Faith

Earth Overshoot Day

In 2021, we reached World Overshoot Day on 29th July. This is a date in the calendar that spotlights the moment in which humanity’s demand for ecological resources and services in a given year exceeds what Earth can regenerate in that year.

World Overshoot Day is a symbolic alarm to wake up and act fast to stop the ecological exploitation of our world. More importantly, it can also serve as a reminder that we must focus on removing the root causes of our planet’s degradation.

Our common home is suffering multiple crises, but they are all interconnected. From climate change extremes, to skyrocketing economic inequality, from global Covid-19 pandemic waves to biodiversity extinction waves, they are all symptoms of the same illness.

Our current global neoliberal capitalist system shapes our world with policies and practices that use people and nature for profit.

And yet, as clear as it is, we continue feeding and nurturing this resource-hungry economic machine that munches away the rich tapestry that sustains all life in our planet from forests to clean water, from land minerals to biodiversity, inspired on dreams of infinite growth in a finite planet.

As I feel the gentle breeze of the fan ventilating my room in this hot summer’s day in the UK, I cannot help thinking that World Overshoot Day is just one more alarm bell that we cannot ignore.

We have had enough alarm bells. Our way of life is killing life. This madness is aptly illustrated by the fact that this month billionaires skyrocketed into space to enjoy four minutes of weightlessness, propelled by vast amounts of money and hubris.

The current attempt to find life on other planets is happening against the backdrop of our own precious planet’s death.

We must radically shift course if we want humanity to survive. We must hear the cry of the victims of our man-made crises.

Climate change triggers disasters that are not natural nor normal. People are shaken by torrential rains, swept by epic floods, burnt by scorching heat, become thirsty by drought.

But as we continue expelling carbon dioxide from our resource intensive industries and converting people into cogs of a consumerist, materialist logic we maintain our steady march towards the abyss.

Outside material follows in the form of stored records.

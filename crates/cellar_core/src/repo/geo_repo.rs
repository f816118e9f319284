//! Geolocation reference data.
//!
//! # Responsibility
//! - Seed place coordinates from CSV and from a [`GeoResolver`].
//! - Look up coordinates by place name.
//!
//! # Invariants
//! - Place names are unique; inserting a known name again is a no-op.
//! - The resolver is only consulted for names not already stored.

use crate::db::Database;
use crate::model::geo::{GeoLocation, GeoResolver};
use crate::repo::batch::{BatchReport, BatchWriter};
use crate::repo::materialize::query_rows;
use crate::repo::RepoResult;
use log::{debug, error, info, warn};
use rusqlite::types::Value;
use rusqlite::{params, OptionalExtension};
use serde::Deserialize;
use std::collections::{BTreeMap, BTreeSet};
use std::io::Read;
use std::rc::Rc;
use std::time::Instant;

const INSERT_GEO_SQL: &str =
    "INSERT OR IGNORE INTO GEOLOCATION (NAME, LATITUDE, LONGITUDE) VALUES (?1, ?2, ?3)";

/// Names per `IN (...)` lookup, below SQLite's bound parameter limit.
const LOOKUP_CHUNK: usize = 500;

#[derive(Debug, Deserialize)]
struct GeoCsvRow {
    name: String,
    latitude: f64,
    longitude: f64,
}

pub struct GeoLocationRepository {
    db: Rc<Database>,
}

impl GeoLocationRepository {
    pub fn new(db: Rc<Database>) -> Self {
        Self { db }
    }

    pub fn get(&self, name: &str) -> Option<GeoLocation> {
        let found = self
            .db
            .prepare("SELECT LATITUDE, LONGITUDE FROM GEOLOCATION WHERE NAME = ?1")
            .and_then(|mut stmt| {
                stmt.query_row(params![name], |row| {
                    Ok(GeoLocation::new(row.get(0)?, row.get(1)?))
                })
                .optional()
            });
        found.unwrap_or_else(|err| {
            error!("event=geo_get module=repo status=error name={name:?} error={err}");
            None
        })
    }

    pub fn count(&self) -> i64 {
        let counted = self
            .db
            .prepare("SELECT COUNT(*) FROM GEOLOCATION")
            .and_then(|mut stmt| stmt.query_row([], |row| row.get(0)));
        counted.unwrap_or_else(|err| {
            error!("event=geo_count module=repo status=error error={err}");
            -1
        })
    }

    pub fn has_data(&self) -> bool {
        self.count() > 0
    }

    /// Stores every entry of `locations` in chunked batches.
    pub fn add_all(&self, locations: &BTreeMap<String, GeoLocation>) -> BatchReport {
        let rows: Vec<(&String, &GeoLocation)> = locations.iter().collect();
        BatchWriter::new(&self.db, "geolocation").insert_chunked(
            INSERT_GEO_SQL,
            &rows,
            |(name, location)| {
                vec![
                    Value::Text((*name).clone()),
                    Value::Real(location.latitude),
                    Value::Real(location.longitude),
                ]
            },
        )
    }

    /// Loads `name,latitude,longitude` rows (with header) when the table is
    /// still empty. A populated table is left alone and reported as a
    /// completed write of zero rows.
    pub fn seed_from_csv(&self, reader: impl Read) -> BatchReport {
        if self.has_data() {
            info!("event=geo_seed module=repo status=skip reason=already_seeded");
            return BatchReport {
                completed: true,
                ..BatchReport::default()
            };
        }

        match parse_csv(reader) {
            Ok(locations) => self.add_all(&locations),
            Err(err) => {
                error!("event=geo_seed module=repo status=error error={err}");
                BatchReport::default()
            }
        }
    }

    /// Subset of `names` already stored.
    pub fn existing_names(&self, names: &BTreeSet<String>) -> BTreeSet<String> {
        let all: Vec<&String> = names.iter().collect();
        let mut existing = BTreeSet::new();
        for chunk in all.chunks(LOOKUP_CHUNK) {
            let placeholders = vec!["?"; chunk.len()].join(", ");
            let sql = format!("SELECT NAME FROM GEOLOCATION WHERE NAME IN ({placeholders})");
            let params = chunk
                .iter()
                .map(|name| Value::Text((*name).clone()))
                .collect();
            match query_rows(&self.db, &sql, params, |row| row.get::<_, String>(0)) {
                Ok(found) => existing.extend(found),
                Err(err) => {
                    error!("event=geo_existing module=repo status=error error={err}");
                    return BTreeSet::new();
                }
            }
        }
        existing
    }

    /// Resolves the names in `names` that are not stored yet and stores the
    /// ones the resolver found. Returns the number of rows added.
    pub fn add_resolved(&self, names: &BTreeSet<String>, resolver: &dyn GeoResolver) -> usize {
        let started_at = Instant::now();
        let existing = self.existing_names(names);

        let mut resolved = BTreeMap::new();
        let mut unresolved = 0_usize;
        for name in names.difference(&existing) {
            match resolver.resolve(name) {
                Some(location) => {
                    resolved.insert(name.clone(), location);
                }
                None => {
                    debug!("event=geo_resolve module=repo status=skip name={name:?} reason=unresolved");
                    unresolved += 1;
                }
            }
        }

        if resolved.is_empty() {
            info!(
                "event=geo_resolve module=repo status=ok added=0 unresolved={unresolved}"
            );
            return 0;
        }

        let report = self.add_all(&resolved);
        if !report.completed {
            warn!(
                "event=geo_resolve module=repo status=error added={} unresolved={}",
                report.rows_affected, unresolved
            );
        } else {
            info!(
                "event=geo_resolve module=repo status=ok added={} unresolved={} duration_ms={}",
                report.rows_affected,
                unresolved,
                started_at.elapsed().as_millis()
            );
        }
        report.rows_affected
    }
}

fn parse_csv(reader: impl Read) -> RepoResult<BTreeMap<String, GeoLocation>> {
    let mut csv = csv::ReaderBuilder::new().trim(csv::Trim::All).from_reader(reader);
    let mut locations = BTreeMap::new();
    for row in csv.deserialize::<GeoCsvRow>() {
        let row = row?;
        locations.insert(row.name, GeoLocation::new(row.latitude, row.longitude));
    }
    Ok(locations)
}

The reflection’s author, Carlos Zepeda

As Pope Francis’ Laudato Si’ Encyclical highlighted “we are faced not with two separate crises, one environmental and the other social, but rather with one complex crisis which is both social and environmental.”

At the current pace of human demands, we would require 1.6 Earths to maintain the world’s current living standards.

To wake up and change, we ought to start by creating new measures of social and economic wealth that care for our common home, new policies that are not blind to inequality, social exclusion, and environmental degradation.

We must redesign our global financial systems, our global taxes to disinvest in economic activities generating CO2 and inequality, redirect investment to sustainability, focus on environmental transformation and education, and embrace new ways of protecting and helping our ecosystems flourish.

It’s hard not to worry and grieve as I read about the consequences of our overshooting Earth.

These last few weeks the news has been filled with stories about ordinary people gasping for air in a flooded metro station in Zhengzhou, China while in only three days, a years’ worth of rain – 640mm (25.2in) fell. A one-in-1,000-year event according to government officials.

Or, by the deeply saddening loss of life in the German town Erfstadt destroyed by floods, or about the people in Lytton, British Columbia where a day after being hit by the highest ever temperature of 49.6 degrees Celsius recorded in that region, it burned down in flames.

In the context of the global Covid-19 pandemic we discover the deep meaning of our connections and love, our humble mortality and vulnerability in this suffering world.

Perhaps we also ought to wake up to the spiritual truth that this world, all of life, is a unique gift of Creation and that caring for it is a responsibility we must embrace. The sooner we do, the better.

Carlos Zepeda is the Assistant Director in Policy and Practice at the Laudato Si’ Research Institute.